The high changed-function count is consistent with a version/toolchain rebuild rather than a point security fix:

  • The WPP trace GUID was replaced across the whole binary (0 references remaining to the old GUID in the patched build), so essentially every function that logs is reported as "changed."
  • Configuration-flag globals and static tables were relocated, shifting address constants in many functions.
  • The patched build adds new HTTP/3 (QUIC) trailer-handling code that is absent in the unpatched build, for example UxDuoDispatchTrailersCatalogParcel, UxDuoInitiateTrailersSend, UxDuoCompareDisallowedTrailerEntries, UxQuicStreamAddHeadersOrTrailersToTracker, and UxQuicStreamInitiateTrailersSend. These are new features, not modifications to the classic request parser.

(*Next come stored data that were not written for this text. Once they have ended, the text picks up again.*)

use super::record;

record! {
    /// Describes the Vulkan instance which was used to query the device.
    pub struct InstanceInfo {
        app_name: String => "Application name",
        engine_name: String => "Engine name",

        /// Packed instance-level API version, as returned by `vkEnumerateInstanceVersion`.
        api_version: u32 => "Instance API version",

        device_count: u32 => "Number of devices",
    }
}

#[cfg(test)]
mod tests {
    use {super::*, crate::record::tests::assert_fields};

    #[test]
    pub fn fields() {
        assert_fields::<InstanceInfo>(4);
    }
}
use {
    ash::vk,
    std::{
        error::Error,
        fmt::{Display, Formatter, Write},
    },
};

/// A single capability value, as returned by a record field accessor.
///
/// Every variant has exactly one canonical text form; see [`Value::format`].
#[derive(Clone, Debug, PartialEq)]
pub enum Value {
    /// Rendered as `true` or `false`.
    Bool(bool),

    /// Rendered as a plain decimal number.
    Unsigned(u64),

    /// Rendered as a plain decimal number with a leading `-` when negative.
    Signed(i64),

    /// Rendered using the shortest representation which round-trips.
    Float(f32),

    /// Passed through unchanged.
    Text(String),

    /// Small fixed-size vectors such as `{4096, 4096}`.
    Tuple(Vec<Value>),

    /// An ordinal looked up in a parallel name table.
    Enum {
        /// The raw value reported by the driver.
        ordinal: i32,

        /// Display names indexed by ordinal.
        names: &'static [&'static str],
    },

    /// A bitmask rendered as the list of names of its set bits, such as `{Graphics, Compute}`.
    Flags {
        /// The raw value reported by the driver.
        bits: u32,

        /// Display names of the known bits, in display order.
        names: &'static [(u32, &'static str)],
    },
}

impl Value {
    /// Returns the canonical text form of this value.
    ///
    /// Fails only for [`Value::Enum`] values which have no entry in their name table.
    pub fn format(&self) -> Result<String, UnknownEnumValue> {
        let mut res = String::new();
        self.write(&mut res)?;

        Ok(res)
    }

    fn write(&self, buf: &mut String) -> Result<(), UnknownEnumValue> {
        // Writing into a String cannot fail
        let _ = match self {
            Self::Bool(value) => write!(buf, "{value}"),
            Self::Unsigned(value) => write!(buf, "{value}"),
            Self::Signed(value) => write!(buf, "{value}"),
            Self::Float(value) => write!(buf, "{value}"),
            Self::Text(value) => buf.write_str(value),
            Self::Tuple(values) => {
                buf.push('{');

                for (idx, value) in values.iter().enumerate() {
                    if idx > 0 {
                        buf.push_str(", ");
                    }

                    value.write(buf)?;
                }

                buf.write_char('}')
            }
            Self::Enum { ordinal, names } => {
                let name = usize::try_from(*ordinal)
                    .ok()
                    .and_then(|idx| names.get(idx))
                    .ok_or(UnknownEnumValue { ordinal: *ordinal })?;

                buf.write_str(name)
            }
            Self::Flags { bits, names } => {
                let mut remaining = *bits;
                let mut first = true;

                buf.push('{');

                for &(bit, name) in names.iter() {
                    if bits & bit == bit && bit != 0 {
                        if !first {
                            buf.push_str(", ");
                        }

                        buf.push_str(name);
                        remaining &= !bit;
                        first = false;
                    }
                }

                if remaining != 0 {
                    if !first {
                        buf.push_str(", ");
                    }

                    let _ = write!(buf, "{remaining:#x}");
                }

                buf.write_char('}')
            }
        };

        Ok(())
    }
}

/// An enumerated value whose ordinal is outside of its name table.
#[derive(Clone, Copy, Debug, Eq, Hash, PartialEq)]
pub struct UnknownEnumValue {
    /// The raw value reported by the driver.
    pub ordinal: i32,
}

impl Display for UnknownEnumValue {
    fn fmt(&self, f: &mut Formatter<'_>) -> std::fmt::Result {
        write!(f, "unknown enum value {}", self.ordinal)
    }
}

impl Error for UnknownEnumValue {}

/// Converts a record field into its [`Value`].
pub trait IntoValue {
    /// Returns the value of this field.
    fn to_value(&self) -> Value;
}

impl IntoValue for bool {
    fn to_value(&self) -> Value {
        Value::Bool(*self)
    }
}

impl IntoValue for u32 {
    fn to_value(&self) -> Value {
        Value::Unsigned(*self as _)
    }
}

impl IntoValue for u64 {
    fn to_value(&self) -> Value {
        Value::Unsigned(*self)
    }
}

impl IntoValue for i32 {
    fn to_value(&self) -> Value {
        Value::Signed(*self as _)
    }
}

impl IntoValue for f32 {
    fn to_value(&self) -> Value {
        Value::Float(*self)
    }
}

impl IntoValue for String {
    fn to_value(&self) -> Value {
        Value::Text(self.clone())
    }
}

impl<T, const N: usize> IntoValue for [T; N]
where
    T: IntoValue,
{
    fn to_value(&self) -> Value {
        Value::Tuple(self.iter().map(IntoValue::to_value).collect())
    }
}

/// Converts a raw `ash` field into the type stored by a record.
pub trait FromVk<T> {
    /// Converts the raw value.
    fn from_vk(value: T) -> Self;
}

macro_rules! from_vk_identity {
    ($($ty:ty),*) => {
        $(
            impl FromVk<$ty> for $ty {
                fn from_vk(value: $ty) -> Self {
                    value
                }
            }
        )*
    };
}

from_vk_identity!(u32, u64, i32, f32, [u32; 2], [u32; 3], [f32; 2]);

// vk::Bool32 is a u32 alias, so booleans are converted through the field type instead
impl FromVk<vk::Bool32> for bool {
    fn from_vk(value: vk::Bool32) -> Self {
        value != vk::FALSE
    }
}

impl FromVk<usize> for u64 {
    fn from_vk(value: usize) -> Self {
        value as _
    }
}

impl FromVk<vk::SampleCountFlags> for SampleCounts {
    fn from_vk(value: vk::SampleCountFlags) -> Self {
        Self(value.as_raw())
    }
}

/// The set of sample counts supported for some kind of image or attachment.
#[derive(Clone, Copy, Debug, Default, Eq, Hash, PartialEq)]
pub struct SampleCounts(pub u32);

impl SampleCounts {
    const NAMES: &'static [(u32, &'static str)] = &[
        (vk::SampleCountFlags::TYPE_1.as_raw(), "1"),
        (vk::SampleCountFlags::TYPE_2.as_raw(), "2"),
        (vk::SampleCountFlags::TYPE_4.as_raw(), "4"),
        (vk::SampleCountFlags::TYPE_8.as_raw(), "8"),
        (vk::SampleCountFlags::TYPE_16.as_raw(), "16"),
        (vk::SampleCountFlags::TYPE_32.as_raw(), "32"),
        (vk::SampleCountFlags::TYPE_64.as_raw(), "64"),
    ];
}

impl IntoValue for SampleCounts {
    fn to_value(&self) -> Value {
        Value::Flags {
            bits: self.0,
            names: Self::NAMES,
        }
    }
}
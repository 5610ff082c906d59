use {
    super::{Field, IntoValue, ListEntry, Record},
    ash::vk,
    std::ffi::CStr,
};

fn to_string<E>(name: Result<&CStr, E>) -> String {
    name.map(|name| name.to_string_lossy().into_owned())
        .unwrap_or_default()
}

/// An instance or device extension; entries are labelled by extension name.
#[derive(Clone, Debug, Default, Eq, Hash, PartialEq)]
pub struct ExtensionProperties {
    pub name: String,
    pub spec_version: u32,
}

impl Record for ExtensionProperties {
    const FIELDS: &'static [Field<Self>] = &[Field {
        label: "Spec version",
        get: |ext: &Self| ext.spec_version.to_value(),
    }];
}

impl ListEntry for ExtensionProperties {
    fn entry_label(&self, _idx: usize) -> String {
        self.name.clone()
    }
}

impl From<&vk::ExtensionProperties> for ExtensionProperties {
    fn from(ext: &vk::ExtensionProperties) -> Self {
        Self {
            name: to_string(ext.extension_name_as_c_str()),
            spec_version: ext.spec_version,
        }
    }
}

/// An instance layer; entries are labelled by layer name.
#[derive(Clone, Debug, Default, Eq, Hash, PartialEq)]
pub struct LayerProperties {
    pub name: String,

    /// Packed Vulkan version the layer was written against.
    pub spec_version: u32,

    pub implementation_version: u32,
    pub description: String,
}

impl Record for LayerProperties {
    const FIELDS: &'static [Field<Self>] = &[
        Field {
            label: "Spec version",
            get: |layer: &Self| layer.spec_version.to_value(),
        },
        Field {
            label: "Implementation version",
            get: |layer: &Self| layer.implementation_version.to_value(),
        },
        Field {
            label: "Description",
            get: |layer: &Self| layer.description.to_value(),
        },
    ];
}

impl ListEntry for LayerProperties {
    fn entry_label(&self, _idx: usize) -> String {
        self.name.clone()
    }
}

impl From<&vk::LayerProperties> for LayerProperties {
    fn from(layer: &vk::LayerProperties) -> Self {
        Self {
            name: to_string(layer.layer_name_as_c_str()),
            spec_version: layer.spec_version,
            implementation_version: layer.implementation_version,
            description: to_string(layer.description_as_c_str()),
        }
    }
}
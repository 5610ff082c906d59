use crate::{
    driver::DriverError,
    record::{
        DeviceProperties, ExtensionProperties, Features, InstanceInfo, LayerProperties,
        MemoryProperties, QueueFamilyProperties,
    },
};

/// A source of capability records, such as a Vulkan driver.
///
/// Each query returns `Ok(None)` when the record is not present on this provider, and an error
/// only when the provider itself cannot be used. Queries must be idempotent: asking twice of an
/// unchanged device returns identical records.
pub trait CapabilityProvider {
    /// Describes the instance used to answer queries.
    fn instance_info(&self) -> Result<Option<InstanceInfo>, DriverError>;

    /// General device properties, including the nested limits and sparse properties.
    fn device_properties(&self) -> Result<Option<DeviceProperties>, DriverError>;

    fn features(&self) -> Result<Option<Features>, DriverError>;

    /// Memory properties, including the nested memory types and heaps.
    fn memory_properties(&self) -> Result<Option<MemoryProperties>, DriverError>;

    fn queue_family_properties(&self) -> Result<Option<Vec<QueueFamilyProperties>>, DriverError>;

    fn instance_extensions(&self) -> Result<Option<Vec<ExtensionProperties>>, DriverError> {
        Ok(None)
    }

    fn instance_layers(&self) -> Result<Option<Vec<LayerProperties>>, DriverError> {
        Ok(None)
    }

    fn device_extensions(&self) -> Result<Option<Vec<ExtensionProperties>>, DriverError> {
        Ok(None)
    }
}

/// A provider which answers from records held in memory.
///
/// Useful as a stand-in for a driver in tests, or to freeze the answers of a live device with
/// [`RecordedProvider::capture`] so that they may be replayed later.
#[derive(Clone, Debug, Default, PartialEq)]
pub struct RecordedProvider {
    pub instance_info: Option<InstanceInfo>,
    pub device_properties: Option<DeviceProperties>,
    pub features: Option<Features>,
    pub memory_properties: Option<MemoryProperties>,
    pub queue_family_properties: Option<Vec<QueueFamilyProperties>>,
    pub instance_extensions: Option<Vec<ExtensionProperties>>,
    pub instance_layers: Option<Vec<LayerProperties>>,
    pub device_extensions: Option<Vec<ExtensionProperties>>,
}

impl RecordedProvider {
    /// Records every answer of `provider`.
    #[profiling::function]
    pub fn capture<P>(provider: &P) -> Result<Self, DriverError>
    where
        P: CapabilityProvider + ?Sized,
    {
        Ok(Self {
            instance_info: provider.instance_info()?,
            device_properties: provider.device_properties()?,
            features: provider.features()?,
            memory_properties: provider.memory_properties()?,
            queue_family_properties: provider.queue_family_properties()?,
            instance_extensions: provider.instance_extensions()?,
            instance_layers: provider.instance_layers()?,
            device_extensions: provider.device_extensions()?,
        })
    }
}

impl CapabilityProvider for RecordedProvider {
    fn instance_info(&self) -> Result<Option<InstanceInfo>, DriverError> {
        Ok(self.instance_info.clone())
    }

    fn device_properties(&self) -> Result<Option<DeviceProperties>, DriverError> {
        Ok(self.device_properties.clone())
    }

    fn features(&self) -> Result<Option<Features>, DriverError> {
        Ok(self.features.clone())
    }

    fn memory_properties(&self) -> Result<Option<MemoryProperties>, DriverError> {
        Ok(self.memory_properties.clone())
    }

    fn queue_family_properties(&self) -> Result<Option<Vec<QueueFamilyProperties>>, DriverError> {
        Ok(self.queue_family_properties.clone())
    }

    fn instance_extensions(&self) -> Result<Option<Vec<ExtensionProperties>>, DriverError> {
        Ok(self.instance_extensions.clone())
    }

    fn instance_layers(&self) -> Result<Option<Vec<LayerProperties>>, DriverError> {
        Ok(self.instance_layers.clone())
    }

    fn device_extensions(&self) -> Result<Option<Vec<ExtensionProperties>>, DriverError> {
        Ok(self.device_extensions.clone())
    }
}
//! Thin `ash` wrappers used to answer capability queries from a live Vulkan driver.

mod instance;
mod physical_device;

pub use {
    self::{instance::Instance, physical_device::PhysicalDevice},
    ash::{self, vk},
};

use {
    crate::{
        provider::CapabilityProvider,
        record::{
            DeviceProperties, ExtensionProperties, Features, InstanceInfo, LayerProperties,
            MemoryProperties, QueueFamilyProperties,
        },
    },
    derive_builder::{Builder, UninitializedFieldError},
    log::{error, info, trace, warn},
    std::{
        error::Error,
        fmt::{Debug, Display, Formatter},
    },
};

/// Answers capability queries using the Vulkan loader installed on this machine.
///
/// The provider owns the `VkInstance` used for the queries and selects one physical device at
/// construction time. Every query reads from the driver again, so repeated queries return the
/// same data for as long as the device is unchanged.
pub struct VulkanProvider {
    instance: Instance,
    physical_devices: Vec<PhysicalDevice>,
    selected: Option<usize>,
}

impl VulkanProvider {
    /// Creates a Vulkan instance and selects a physical device using the given configuration.
    ///
    /// Having no physical devices is not an error: device queries then report their records as
    /// not present.
    #[profiling::function]
    pub fn new(cfg: impl Into<ProviderConfig>) -> Result<Self, DriverError> {
        let cfg = cfg.into();

        trace!("new {:?}", cfg);

        let instance = Instance::create(&cfg.app_name, &cfg.engine_name, cfg.debug)?;
        let physical_devices = Instance::physical_devices(&instance)?;

        info!(
            "Supported GPUs: {:#?}",
            physical_devices
                .iter()
                .map(PhysicalDevice::name)
                .collect::<Vec<_>>()
        );

        let device_types = physical_devices
            .iter()
            .map(|physical_device| physical_device.properties.device_type)
            .collect::<Box<[_]>>();
        let selected = select_device(&device_types, cfg.device_index)?;

        if let Some(idx) = selected {
            info!("Selected GPU: {:#?}", physical_devices[idx]);
        } else {
            warn!("no physical devices found");
        }

        Ok(Self {
            instance,
            physical_devices,
            selected,
        })
    }

    /// Returns the names of all physical devices, in enumeration order.
    pub fn device_names(this: &Self) -> impl Iterator<Item = String> + '_ {
        this.physical_devices.iter().map(PhysicalDevice::name)
    }

    /// Returns the physical device which device queries are answered from, if any.
    pub fn physical_device(this: &Self) -> Option<&PhysicalDevice> {
        this.selected.map(|idx| &this.physical_devices[idx])
    }
}

impl CapabilityProvider for VulkanProvider {
    fn instance_info(&self) -> Result<Option<InstanceInfo>, DriverError> {
        Ok(Some(InstanceInfo {
            app_name: Instance::app_name(&self.instance).to_owned(),
            engine_name: Instance::engine_name(&self.instance).to_owned(),
            api_version: Instance::version(&self.instance)?,
            device_count: device_count(self.physical_devices.len()),
        }))
    }

    fn device_properties(&self) -> Result<Option<DeviceProperties>, DriverError> {
        Ok(Self::physical_device(self)
            .map(|physical_device| DeviceProperties::from(&physical_device.properties)))
    }

    fn features(&self) -> Result<Option<Features>, DriverError> {
        Ok(Self::physical_device(self)
            .map(|physical_device| Features::from(&physical_device.features)))
    }

    fn memory_properties(&self) -> Result<Option<MemoryProperties>, DriverError> {
        Ok(Self::physical_device(self)
            .map(|physical_device| MemoryProperties::from(&physical_device.memory_properties)))
    }

    fn queue_family_properties(&self) -> Result<Option<Vec<QueueFamilyProperties>>, DriverError> {
        Ok(Self::physical_device(self).map(|physical_device| {
            PhysicalDevice::queue_families(physical_device)
                .iter()
                .map(QueueFamilyProperties::from)
                .collect()
        }))
    }

    fn instance_extensions(&self) -> Result<Option<Vec<ExtensionProperties>>, DriverError> {
        Ok(Some(
            Instance::extension_properties(&self.instance)?
                .iter()
                .map(ExtensionProperties::from)
                .collect(),
        ))
    }

    fn instance_layers(&self) -> Result<Option<Vec<LayerProperties>>, DriverError> {
        Ok(Some(
            Instance::layer_properties(&self.instance)?
                .iter()
                .map(LayerProperties::from)
                .collect(),
        ))
    }

    fn device_extensions(&self) -> Result<Option<Vec<ExtensionProperties>>, DriverError> {
        Self::physical_device(self)
            .map(|physical_device| {
                Ok(
                    PhysicalDevice::extension_properties(physical_device, &self.instance)?
                        .iter()
                        .map(ExtensionProperties::from)
                        .collect(),
                )
            })
            .transpose()
    }
}

impl Debug for VulkanProvider {
    fn fmt(&self, f: &mut Formatter<'_>) -> std::fmt::Result {
        f.debug_struct("VulkanProvider")
            .field("debug", &Instance::is_debug(&self.instance))
            .field("physical_device", &Self::physical_device(self))
            .finish()
    }
}

fn device_count(len: usize) -> u32 {
    u32::try_from(len).unwrap_or(u32::MAX)
}

/// Returns the index of the device to query: `device_index` when given, otherwise the best scoring
/// device type with ties going to the earliest enumerated device.
fn select_device(
    device_types: &[vk::PhysicalDeviceType],
    device_index: Option<usize>,
) -> Result<Option<usize>, DriverError> {
    match device_index {
        Some(idx) if idx < device_types.len() => Ok(Some(idx)),
        Some(idx) => {
            error!(
                "device index {idx} is out of range ({} devices)",
                device_types.len()
            );

            Err(DriverError::InvalidData)
        }
        None => Ok(device_types
            .iter()
            .enumerate()
            // If there are multiple devices with the same score, `max_by_key` would choose the
            // last, and we want to preserve the order of devices from
            // `enumerate_physical_devices`.
            .rev()
            .max_by_key(|&(_, &ty)| PhysicalDevice::score_device_type(ty))
            .map(|(idx, _)| idx)),
    }
}

/// Describes how the Vulkan instance is created and which device is queried.
#[derive(Builder, Clone, Debug, Eq, Hash, PartialEq)]
#[builder(
    build_fn(private, name = "fallible_build", error = "UninitializedFieldError"),
    derive(Debug),
    pattern = "owned"
)]
pub struct ProviderConfig {
    /// Application name given to the Vulkan instance.
    #[builder(default = "String::from(\"Vulkan Info App\")", setter(into))]
    pub app_name: String,

    /// Enables the Khronos validation layer, routing its messages to the `log` crate.
    ///
    /// Requires a Vulkan SDK installation.
    #[builder(default)]
    pub debug: bool,

    /// Index of the physical device to query, in enumeration order.
    ///
    /// When unset the most capable device type is chosen: discrete, integrated, virtual, other.
    #[builder(default, setter(strip_option))]
    pub device_index: Option<usize>,

    /// Engine name given to the Vulkan instance.
    #[builder(default = "String::from(\"No engine\")", setter(into))]
    pub engine_name: String,
}

impl ProviderConfig {
    /// Specifies a default configuration.
    #[allow(clippy::new_ret_no_self)]
    pub fn new() -> ProviderConfigBuilder {
        Default::default()
    }
}

impl Default for ProviderConfig {
    fn default() -> Self {
        ProviderConfigBuilder::default().build()
    }
}

impl From<ProviderConfigBuilder> for ProviderConfig {
    fn from(builder: ProviderConfigBuilder) -> Self {
        builder.build()
    }
}

impl ProviderConfigBuilder {
    /// Builds a new `ProviderConfig`.
    pub fn build(self) -> ProviderConfig {
        // Every field has a default value
        match self.fallible_build() {
            Ok(cfg) => cfg,
            Err(err) => unreachable!("{err}"),
        }
    }
}

#[derive(Clone, Copy, Debug, Eq, Hash, PartialEq)]
pub enum DriverError {
    /// The input data, or referenced data, is not valid for the current state.
    InvalidData,

    /// The requested feature, or input configuration, is not supported for the current state.
    Unsupported,

    /// The device has run out of physical memory.
    OutOfMemory,
}

impl DriverError {
    fn from_vk(err: vk::Result) -> Self {
        match err {
            vk::Result::ERROR_OUT_OF_HOST_MEMORY | vk::Result::ERROR_OUT_OF_DEVICE_MEMORY => {
                Self::OutOfMemory
            }
            _ => Self::Unsupported,
        }
    }
}

impl Display for DriverError {
    fn fmt(&self, f: &mut Formatter<'_>) -> std::fmt::Result {
        write!(f, "{:?}", self)
    }
}

impl Error for DriverError {}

8. Changed Functions — Triage

  • UlParseHttp0x14003F570 (unpatched) / 0x14000CCE0 (patched)
  • Similarity: 0.44 (as reported by the diff), driven almost entirely by the WPP macro/GUID change and address relocations rather than logic.
  • Change Type: Not security-relevant.
  • Notes: Same parsing logic in both builds. Differences are tracing rebuild, relocated flag globals and lookup tables, and register-allocation noise. No bounds check, allocation, copy, or accumulation logic changed.

The remaining changed functions are attributable to the same binary-wide tracing rebuild, data-section relocation, and the addition of HTTP/3 (QUIC) feature code in the patched build.


9. Unmatched Functions

  • Added: None reported by the diff at the matching stage. Note that the patched build does contain additional HTTP/3 (QUIC) trailer functions relative to the unpatched build (see Section 7); these are new feature code, not security remediation of the request parser.
  • Removed: None.

No standalone sanitization routine was introduced or removed in the request/chunked/trailer parsing path.


10. Confidence & Caveats

  • Confidence Level: High that this pair contains no security-relevant change in the analyzed parser.
  • Rationale:
  • The trailer-limit strings (EndlessTrailer, TrailerDisallowed, HeadersAfterTrailers) are present in both binaries, so they are not evidence of a new patch behavior.
  • RtlULongAdd is absent from both builds; no checked-arithmetic wrapper was added.
  • UlpCheckTrailerLength enforces the trailer-length limit identically in both builds.
  • The UlParseHttp diff is fully explained by a WPP tracing rebuild, relocated globals/tables, and decompiler noise.
  • Scope of verification: UlParseHttp and UlpCheckTrailerLength were compared directly between the two builds; helper symbol names were confirmed against the disassembly. The 2596-function delta is consistent with a whole-binary rebuild plus HTTP/3 feature additions.
  • Bottom line: This binary pair does not straddle a chunked/trailer integer-overflow fix. The originally proposed remote kernel pool overflow is not exploitable in these binaries because the guarding checks already exist in the unpatched build.